For actions based upon injuries occurring after the amendment’s effective date, the general rule in negligence cases will be that defendants have several liability only; that is, a culpable defendant will be liable only for its allocated share of the damages caused to plaintiff. Its liability to the plaintiff for damages will be apportioned according to how liability is apportioned among the various culpable defendants. In the example cited above, the 1 percent liable defendant would pay only $1,000--1 percent of the $100,000 verdict-– even if the 99 percent liable defendant could not pay anything. This means that the injured plaintiff, found to have suffered a $100,000 loss, will actually receive only $1,000. A defendant will no longer be obligated to fill the gaps created by the inadequate resources of its co-defendants, unless one of the statutory exceptions to the new rule applies.

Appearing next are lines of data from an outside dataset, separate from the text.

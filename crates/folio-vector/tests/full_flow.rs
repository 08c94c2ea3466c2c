use std::fs;
use std::path::Path;
use std::sync::Arc;

use folio_core::error::Error;
use folio_core::traits::Embedder;
use folio_embed::FakeEmbedder;
use folio_vector::store::{ArtifactPaths, Artifacts};
use folio_vector::{Indexer, RetrievalContext, DEFAULT_TOP_K};
use tempfile::TempDir;

const DIM: usize = 256;

fn embedder() -> Box<dyn Embedder> { Box::new(FakeEmbedder::new(DIM)) }

fn write_content(dir: &Path) {
    fs::write(
        dir.join("faq.txt"),
        "Q: What is your name? A: I am a bot.\n\nQ: Where are you based? A: Lisbon, Portugal.\n",
    )
    .unwrap();
    fs::write(
        dir.join("about.txt"),
        "I build backend services in Rust.\n   \nI like hiking and coffee.\nContact me by email.\n",
    )
    .unwrap();
    fs::write(dir.join("ignored.md"), "# not indexed\n").unwrap();
}

/// Index a small fixture corpus; returns the tempdir guard and the artifacts dir.
fn indexed() -> (TempDir, std::path::PathBuf) {
    let tmp = TempDir::new().unwrap();
    let content = tmp.path().join("content");
    let out = tmp.path().join("artifacts");
    fs::create_dir(&content).unwrap();
    write_content(&content);
    let fake = FakeEmbedder::new(DIM);
    let summary = Indexer::new(&fake).with_batch_size(2).run(&content, &out).expect("index");
    assert_eq!(summary.files, 2);
    assert_eq!(summary.chunks, 5);
    assert_eq!(summary.dim, DIM);
    (tmp, out)
}

#[test]
fn indexer_writes_all_four_artifacts() {
    let (_tmp, out) = indexed();
    let paths = ArtifactPaths::in_dir(&out);
    for p in [&paths.documents, &paths.embeddings, &paths.metadata, &paths.index] {
        assert!(p.exists(), "{} missing", p.display());
    }

    let metadata: serde_json::Value = serde_json::from_slice(&fs::read(&paths.metadata).unwrap()).unwrap();
    assert_eq!(metadata.as_object().unwrap().len(), 5);
    assert_eq!(metadata["0"]["source_file"], "about.txt");
    assert_eq!(metadata["4"]["source_file"], "faq.txt");

    let documents: serde_json::Value = serde_json::from_slice(&fs::read(&paths.documents).unwrap()).unwrap();
    assert_eq!(documents[2]["text"], "Contact me by email.");
}

#[test]
fn ids_agree_across_matrix_metadata_and_index() {
    let (_tmp, out) = indexed();
    let artifacts = Artifacts::read(&out).unwrap();
    let ctx = RetrievalContext::load(&out, embedder()).unwrap();
    let fake = FakeEmbedder::new(DIM);

    for (id, doc) in artifacts.documents.iter().enumerate() {
        assert_eq!(artifacts.embeddings.row(id).unwrap(), fake.embed_text(&doc.text).as_slice());
        assert_eq!(artifacts.index.vector(id), artifacts.embeddings.row(id));
        assert!(artifacts.metadata.contains_key(&id.to_string()));

        // Searching with a chunk's own text finds that chunk first, at distance 0.
        let top = &ctx.search(&doc.text, 1).unwrap()[0];
        assert_eq!(top.index, id);
        assert_eq!(top.text, doc.text);
        assert!(top.score.abs() < 1e-6);
        assert_eq!(ctx.embedding(id), artifacts.embeddings.row(id));
    }
}

#[test]
fn results_are_sorted_and_bounded() {
    let (_tmp, out) = indexed();
    let ctx = RetrievalContext::initialize(&out, embedder());
    assert!(!ctx.is_degraded());
    assert_eq!(ctx.len(), 5);

    for k in [1, 3, DEFAULT_TOP_K, 50] {
        let results = ctx.retrieve_documents("what is your name", k);
        assert_eq!(results.len(), k.min(5));
        for pair in results.windows(2) { assert!(pair[0].score <= pair[1].score); }
    }

    let all = ctx.retrieve_documents("what is your name", 50);
    let min = all.iter().map(|r| r.score).fold(f32::INFINITY, f32::min);
    assert_eq!(all[0].score, min);
    assert_eq!(all[0].text, "Q: What is your name? A: I am a bot.");
    assert_eq!(all[0].metadata.source_file.as_deref(), Some("faq.txt"));
}

#[test]
fn zero_top_k_returns_nothing() {
    let (_tmp, out) = indexed();
    let ctx = RetrievalContext::initialize(&out, embedder());
    assert!(ctx.retrieve_documents("anything", 0).is_empty());
}

#[test]
fn empty_query_still_returns_a_well_formed_list() {
    let (_tmp, out) = indexed();
    let ctx = RetrievalContext::initialize(&out, embedder());
    let results = ctx.retrieve_documents("", 3);
    assert_eq!(results.len(), 3);
    assert!(results.iter().all(|r| r.index < 5 && !r.text.is_empty()));
}

#[test]
fn missing_artifacts_degrade_to_empty_results() {
    let tmp = TempDir::new().unwrap();
    let ctx = RetrievalContext::initialize(tmp.path(), embedder());
    assert!(ctx.is_degraded());
    assert_eq!(ctx.len(), 0);
    assert!(ctx.retrieve_documents("what is your name", 5).is_empty());
    assert!(matches!(ctx.search("what is your name", 5), Err(Error::IndexUnavailable)));
    assert!(RetrievalContext::load(tmp.path(), embedder()).is_err());
}

#[test]
fn corrupt_metadata_degrades() {
    let (_tmp, out) = indexed();
    fs::write(ArtifactPaths::in_dir(&out).metadata, "{ not json").unwrap();
    let ctx = RetrievalContext::initialize(&out, embedder());
    assert!(ctx.is_degraded());
    assert!(ctx.retrieve_documents("coffee", 5).is_empty());
}

#[test]
fn inconsistent_row_counts_degrade() {
    let (_tmp, out) = indexed();
    let paths = ArtifactPaths::in_dir(&out);
    fs::write(&paths.documents, r#"[{"text":"only one"}]"#).unwrap();
    assert!(matches!(Artifacts::read(&out), Err(Error::CorruptArtifact { .. })));
    assert!(RetrievalContext::initialize(&out, embedder()).is_degraded());
}

fn overflowing_header(magic: &[u8]) -> Vec<u8> {
    let mut bytes = magic.to_vec();
    bytes.extend_from_slice(&u32::MAX.to_le_bytes());
    bytes.extend_from_slice(&u32::MAX.to_le_bytes());
    bytes
}

#[test]
fn oversized_matrix_header_degrades() {
    let tmp = TempDir::new().unwrap();
    let paths = ArtifactPaths::in_dir(tmp.path());
    fs::write(&paths.documents, "[]").unwrap();
    fs::write(&paths.metadata, "{}").unwrap();
    fs::write(&paths.embeddings, overflowing_header(&[])).unwrap();

    assert!(matches!(Artifacts::read(tmp.path()), Err(Error::CorruptArtifact { .. })));
    assert!(RetrievalContext::initialize(tmp.path(), embedder()).is_degraded());
}

#[test]
fn oversized_index_header_degrades() {
    let (_tmp, out) = indexed();
    let mut header = b"FL2I".to_vec();
    header.extend_from_slice(&1u32.to_le_bytes());
    fs::write(ArtifactPaths::in_dir(&out).index, overflowing_header(&header)).unwrap();

    assert!(matches!(Artifacts::read(&out), Err(Error::CorruptArtifact { .. })));
    let ctx = RetrievalContext::initialize(&out, embedder());
    assert!(ctx.is_degraded());
    assert!(ctx.retrieve_documents("coffee", 5).is_empty());
}

#[test]
fn missing_metadata_entry_defaults_to_empty_record() {
    let (_tmp, out) = indexed();
    let paths = ArtifactPaths::in_dir(&out);
    fs::write(&paths.metadata, r#"{"0":{"source_file":"about.txt"}}"#).unwrap();

    let ctx = RetrievalContext::load(&out, embedder()).unwrap();
    let results = ctx.retrieve_documents("Contact me by email.", 5);
    assert_eq!(results.len(), 5);
    let contact = results.iter().find(|r| r.index == 2).unwrap();
    assert_eq!(contact.metadata.source_file, None);
    let about = results.iter().find(|r| r.index == 0).unwrap();
    assert_eq!(about.metadata.source_file.as_deref(), Some("about.txt"));
}

#[test]
fn embedder_dimension_mismatch_fails_open() {
    let (_tmp, out) = indexed();
    let ctx = RetrievalContext::initialize(&out, Box::new(FakeEmbedder::new(DIM * 2)));
    assert!(!ctx.is_degraded());
    assert!(ctx.retrieve_documents("coffee", 5).is_empty());
    assert!(matches!(ctx.search("coffee", 5), Err(Error::DimensionMismatch { .. })));
}

#[test]
fn reloading_the_same_artifacts_is_deterministic() {
    let (_tmp, out) = indexed();
    let a = RetrievalContext::initialize(&out, embedder());
    let b = RetrievalContext::initialize(&out, embedder());
    for q in ["where are you based", "hiking", "rust backend", ""] {
        assert_eq!(a.retrieve_documents(q, 5), b.retrieve_documents(q, 5));
    }
}

#[test]
fn empty_content_directory_builds_an_empty_index() {
    let tmp = TempDir::new().unwrap();
    let content = tmp.path().join("content");
    fs::create_dir(&content).unwrap();
    let out = tmp.path().join("artifacts");
    let fake = FakeEmbedder::new(DIM);
    let summary = Indexer::new(&fake).run(&content, &out).unwrap();
    assert_eq!(summary.chunks, 0);

    let ctx = RetrievalContext::load(&out, embedder()).unwrap();
    assert!(!ctx.is_degraded());
    assert!(ctx.is_empty());
    assert!(ctx.search("hello", 5).unwrap().is_empty());
}

#[test]
fn unreadable_content_aborts_indexing() {
    let tmp = TempDir::new().unwrap();
    let content = tmp.path().join("content");
    fs::create_dir(&content).unwrap();
    fs::write(content.join("bad.txt"), [0xffu8, 0xfe, 0xfd]).unwrap();
    let out = tmp.path().join("artifacts");
    let fake = FakeEmbedder::new(DIM);

    assert!(Indexer::new(&fake).run(&content, &out).is_err());
    assert!(!ArtifactPaths::in_dir(&out).documents.exists());
}

#[test]
fn concurrent_queries_match_sequential_ones() {
    let (_tmp, out) = indexed();
    let ctx = Arc::new(RetrievalContext::initialize(&out, embedder()));
    let queries = ["what is your name", "where are you based", "coffee", "email"];
    let expected: Vec<_> = queries.iter().map(|q| ctx.retrieve_documents(q, 3)).collect();

    let handles: Vec<_> = (0..8)
        .map(|t| {
            let ctx = Arc::clone(&ctx);
            std::thread::spawn(move || {
                let q = queries[t % queries.len()];
                (t % queries.len(), ctx.retrieve_documents(q, 3))
            })
        })
        .collect();
    for h in handles {
        let (i, got) = h.join().unwrap();
        assert_eq!(got, expected[i]);
    }
}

These exceptions accommodate, under some circumstances, the interests of the innocent plaintiff who would otherwise suffer a harm without complete reimbursement.

There are five such exceptions to the new general rule of several liability. A defendant to whom one of these exceptions applies may be called upon to pay the entire verdict even if it is found liable for only a portion of it. The three exceptions most likely to arise in cases involving your services as a design professional are:

(1) the defendant is liable on a theory of intentional misrepresentation;

(2) the defendant is liable for an intentional tort (i.e., a harm intentionally caused by that defendant); and

(3) the defendant’s allocated share of liability is 60 percent or more (i.e., the defendant is mostly responsible for plaintiff’s harm).

The first two exceptions provide an incentive for plaintiffs to add claims of intentional conduct against parties not likely to be found at least 60 percent responsible. When someone or something has been harmed by an element of a design described in drawings or specifications, we often encounter claims that the design documents constitute misrepresentations of the appropriateness of a design element that has caused a plaintiff harm. Often the claim made is that the misrepresentation was not only negligent, but knowingly and intentionally made to produce a certain result (i.e., it is a claim of intentional misrepresentation, which is an intentional tort not subject to the new general role). While such claims are often difficult to prove, if a plaintiff can prove it in a particular case, the defendant design professional will be jointly liable, as well as severally liable, with any other defendants found liable to the harmed plaintiff.

The third exception requires no elaborate explanation. If your firm is found to have been mostly responsible for the plaintiff’s harm (i.e. a 60 percent or more allocated share of liability), it will be jointly liable for all of the remaining shares of liability.

Unless one of these exceptions applies, design professionals will no longer be subject to the “1 Percent Rule” and the leveraging effect its application can have upon the settlement process to raise the settlement contributions of marginally liable defendants.

That is, you will not have to pay more than your fair share.

As you might expect, this change in the law has been criticized by the plaintiff’s bar, which opposed it vigorously during the legislative process leading to its enactment. Fortunately, the Fair Share Act is now the law, and it strikes a much better balance between the competing interests of the injured plaintiff and of the conscientious design professional who bears only marginal responsibility for a plaintiff’s loss.

© 2002 Powell, Trachtman, Logan, Carrle & Lombardo, P.C.

This bulletin is intended for general information purposes only and does not constitute legal advice. The reader should consult with legal counsel to determine how laws, suggestions and illustrations apply to specific situations.